Investment Banker Retention Sample Clauses

Investment Banker Retention. The Borrower shall, no later than July 21, 2023 (or such later date as shall be agreed in writing by the Required Lenders) enter into a written engagement letter on terms, scope and conditions acceptable to Required Lenders to retain and engage a qualified and experienced investment banking firm (the “Investment Banker”) to explore and evaluate potential major strategic transactions (including a Specified Refinancing Transaction in connection therewith), and Borrower shall continue to retain such Investment Banker, or another investment banking firm acceptable to Required Lenders on terms, scope and conditions acceptable to Required Lenders, to perform the investment banking services described above, and in no event shall such engagement, such written engagement letter nor the scope of the role of such Investment Banker be terminated or otherwise modified in any way without the prior written consent of the Required Lenders in their sole discretion.
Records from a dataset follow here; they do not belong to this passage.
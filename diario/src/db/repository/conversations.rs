use chrono::Utc;
use libsql::{params, Connection};

use crate::error::{DiarioError, Result};
use crate::models::ConversationTurn;

/// List-per-key storage with RPUSH / LRANGE / DEL semantics.
pub struct ConversationRepository;

impl ConversationRepository {
    pub async fn push(conn: &Connection, key: &str, turn: &ConversationTurn) -> Result<u64> {
        conn.execute(
            r#"
            INSERT INTO conversation_turns (key, role, content, created_at)
            VALUES (?1, ?2, ?3, ?4)
            "#,
            params![
                key,
                turn.role.to_string(),
                turn.content.clone(),
                Utc::now().to_rfc3339(),
            ],
        )
        .await?;

        Self::len(conn, key).await
    }

    pub async fn len(conn: &Connection, key: &str) -> Result<u64> {
        let mut rows = conn
            .query(
                "SELECT COUNT(*) FROM conversation_turns WHERE key = ?1",
                params![key],
            )
            .await?;

        match rows.next().await? {
            Some(row) => Ok(row.get::<i64>(0)?.max(0) as u64),
            None => Ok(0),
        }
    }

    pub async fn range(conn: &Connection, key: &str) -> Result<Vec<ConversationTurn>> {
        let mut rows = conn
            .query(
                r#"
                SELECT role, content FROM conversation_turns
                WHERE key = ?1
                ORDER BY position ASC
                "#,
                params![key],
            )
            .await?;

        let mut turns = Vec::new();
        while let Some(row) = rows.next().await? {
            turns.push(ConversationTurn {
                role: row.get::<String>(0)?.parse().map_err(DiarioError::Internal)?,
                content: row.get(1)?,
            });
        }
        Ok(turns)
    }

    pub async fn delete(conn: &Connection, key: &str) -> Result<u64> {
        let affected = conn
            .execute(
                "DELETE FROM conversation_turns WHERE key = ?1",
                params![key],
            )
            .await?;
        Ok(affected)
    }
}

#[cfg(test)]
mod tests {
    use super::*;
    use crate::db::schema::init_conversation_schema;
    use crate::models::Role;

    async fn setup_test_db() -> Connection {
        let conn = libsql::Builder::new_local(":memory:")
            .build()
            .await
            .unwrap()
            .connect()
            .unwrap();
        init_conversation_schema(&conn).await.unwrap();
        conn
    }

    #[tokio::test]
    async fn test_push_returns_list_length() {
        let conn = setup_test_db().await;
        let first = ConversationRepository::push(&conn, "chat:u1", &ConversationTurn::user("hola"))
            .await
            .unwrap();
        let second = ConversationRepository::push(
            &conn,
            "chat:u1",
            &ConversationTurn::assistant("hola, ¿cómo estás?"),
        )
        .await
        .unwrap();
        assert_eq!((first, second), (1, 2));
    }

    #[tokio::test]
    async fn test_range_preserves_order_and_roles() {
        let conn = setup_test_db().await;
        ConversationRepository::push(&conn, "chat:u1", &ConversationTurn::user("uno"))
            .await
            .unwrap();
        ConversationRepository::push(&conn, "chat:u2", &ConversationTurn::user("otro"))
            .await
            .unwrap();
        ConversationRepository::push(&conn, "chat:u1", &ConversationTurn::assistant("dos"))
            .await
            .unwrap();

        let turns = ConversationRepository::range(&conn, "chat:u1").await.unwrap();
        assert_eq!(turns.len(), 2);
        assert_eq!(turns[0].role, Role::User);
        assert_eq!(turns[0].content, "uno");
        assert_eq!(turns[1].role, Role::Assistant);
        assert_eq!(turns[1].content, "dos");
    }

    #[tokio::test]
    async fn test_delete_clears_only_that_key() {
        let conn = setup_test_db().await;
        ConversationRepository::push(&conn, "chat:u1", &ConversationTurn::user("a"))
            .await
            .unwrap();
        ConversationRepository::push(&conn, "chat:u1", &ConversationTurn::user("b"))
            .await
            .unwrap();
        ConversationRepository::push(&conn, "chat:u2", &ConversationTurn::user("c"))
            .await
            .unwrap();

        assert_eq!(ConversationRepository::delete(&conn, "chat:u1").await.unwrap(), 2);
        assert_eq!(ConversationRepository::len(&conn, "chat:u1").await.unwrap(), 0);
        assert_eq!(ConversationRepository::len(&conn, "chat:u2").await.unwrap(), 1);
    }
}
From and after the date of the engagement of the Investment Banker, the Borrower irrevocably authorizes, and shall cause, Investment Banker to: (A) disclose fully and promptly to the Agent, the Lenders and their respective representatives, advisors and consultants all material developments in connection with the efforts of the Loan Parties and Investment Banker with respect to potential major strategic transactions and (B) regularly consult with, and respond to the inquiries of, the Agent, the Lenders and their respective representatives, advisors and consultants concerning any and all matters relating to the affairs, finances and businesses of the Loan Parties, the assets and capital stock of the Loan Parties, any aspect of the marketing and sale of the Loan Parties’ businesses and/or assets and Investment Banker’s activities related thereto (including, without limitation, communications outside the presence of any representatives of any Loan Party).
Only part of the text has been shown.